You mean fixing the problem that automation changes are not sample accurate?
The host is calling processBlock, and there is no real time, that you could update parameters while processBlock is executing. It is not that the method would run exactly the time of one buffer, that would be a disaster.
IIRC VST3 has a list of parameter changes, that are sample accurate, but it is not forwarded by JUCE. That is indeed a shortcoming of the wrappers. A solution I heard @dave96 proposing was, to cut down the blocks, so you send small blocks on each parameter change. E.g. if a parameter changes at sample #10 it sends a block of 10 samples, updates the parameters and sends the rest of the buffer. That way no plugin would have to change.
You mean fixing the problem that automation changes are not sample accurate?

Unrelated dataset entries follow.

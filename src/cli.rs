// Command line interface module

use clap::Parser;
use std::path::PathBuf;

/// image-sorter - browse a folder and sort pictures into bucket folders
#[derive(Parser, Debug)]
#[command(name = "image-sorter")]
#[command(author, version, about, long_about = None)]
pub struct Args {
    /// Image file or folder to open at start-up
    #[arg(value_name = "PATH")]
    pub path: Option<PathBuf>,

    /// Settings file to use instead of the default location
    #[arg(short, long, value_name = "FILE")]
    pub config: Option<PathBuf>,
}

impl Args {
    /// Start-up path made absolute, so it matches the paths a scan produces
    pub fn start_path(&self) -> Option<PathBuf> {
        self.path
            .as_ref()
            .map(|p| std::fs::canonicalize(p).unwrap_or_else(|_| p.clone()))
    }
}

#[cfg(test)]
mod tests {
    use super::*;

    #[test]
    fn test_parse_path_and_config() {
        let args = Args::parse_from(["image-sorter", "photos", "--config", "my.json"]);
        assert_eq!(args.path, Some(PathBuf::from("photos")));
        assert_eq!(args.config, Some(PathBuf::from("my.json")));
    }

    #[test]
    fn test_no_arguments() {
        let args = Args::parse_from(["image-sorter"]);
        assert!(args.path.is_none());
        assert!(args.start_path().is_none());
    }

    #[test]
    fn test_start_path_keeps_missing_paths() {
        let args = Args::parse_from(["image-sorter", "/definitely/not/here.png"]);
        assert_eq!(args.start_path(), Some(PathBuf::from("/definitely/not/here.png")));
    }
}
//! Command dispatch.
//!
//! A [`Dispatcher`] owns the protocol backends and the command log. For each
//! command it:
//!
//! 1. Picks the backend for the session's protocol
//! 2. Executes the command remotely
//! 3. Prints a non-empty response trimmed, even when the backend also failed
//! 4. Appends a log record, only when the backend succeeded

use tokio::io::{AsyncWrite, AsyncWriteExt};
use tracing::{debug, warn};

use crate::backend::Backends;
use crate::error::AppError;
use crate::logger::LogSink;
use crate::session::Session;

pub struct Dispatcher {
    backends: Backends,
    log: Box<dyn LogSink>,
}

impl Dispatcher {
    pub fn new(backends: Backends, log: Box<dyn LogSink>) -> Self {
        Self { backends, log }
    }

    pub fn backends(&self) -> &Backends {
        &self.backends
    }

    /// Run one command and print its response to `out`.
    ///
    /// Backend failures come back as [`AppError::Backend`] after any partial
    /// response has been printed. A command that ran but could not be logged
    /// returns [`AppError::LogWrite`].
    pub async fn execute<W>(&self, out: &mut W, session: &Session, command: &str) -> Result<(), AppError>
    where
        W: AsyncWrite + Unpin + ?Sized,
    {
        if command.is_empty() {
            return Err(AppError::command_not_set());
        }

        let backend = self.backends.select(session.protocol_kind());
        debug!("Executing command on {} over {}", session.address, backend.name());

        let result = backend
            .execute(&session.address, &session.password, command)
            .await;

        let output = result.output.trim();
        if !result.output.is_empty() {
            out.write_all(output.as_bytes()).await?;
            out.write_all(b"\n").await?;
            out.flush().await?;
        }

        if let Some(e) = result.failure {
            warn!("Command failed on {}: {}", session.address, e);
            return Err(AppError::Backend(e));
        }

        self.log
            .add_log(session.log.as_deref(), &session.address, command, output)
            .await
            .map_err(AppError::LogWrite)
    }

    /// Authenticate without running a command. WebRCON sessions use the
    /// WebRCON probe, everything else is checked over RCON.
    pub async fn check_credentials(&self, session: &Session) -> Result<(), AppError> {
        let prober = self.backends.prober(session.protocol_kind());
        debug!("Checking credentials for {} over {}", session.address, prober.name());

        prober
            .check_credentials(&session.address, &session.password)
            .await
            .map_err(AppError::Authentication)
    }
}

and there is no real time, that you could update parameters while processBlock is executing.
I meant real-time as in parameter updates arrive along with audio data, as in VST3.
cut down the blocks, so you send small blocks on each parameter change
That’s more or less what I’ve been doing in non-JUCE plugins for sample accuracy. The one significant difference is that continuous parameters become a targets and need to be smoothed, but I think most people are doing that anyway.
iirc the only API that doesn’t support sample accurate automation is VST2, and since that’s being killed, I think it might make sense to wrap that behavior. But I haven’t dug too deeply outside of VST3 to see how the other APIs do it, and VST3 is always wack.
That way no plugin would have to change.
Personally I’d like to have access to the parameter updates in the plugin’s callback rather than hiding it away, but that’s just me.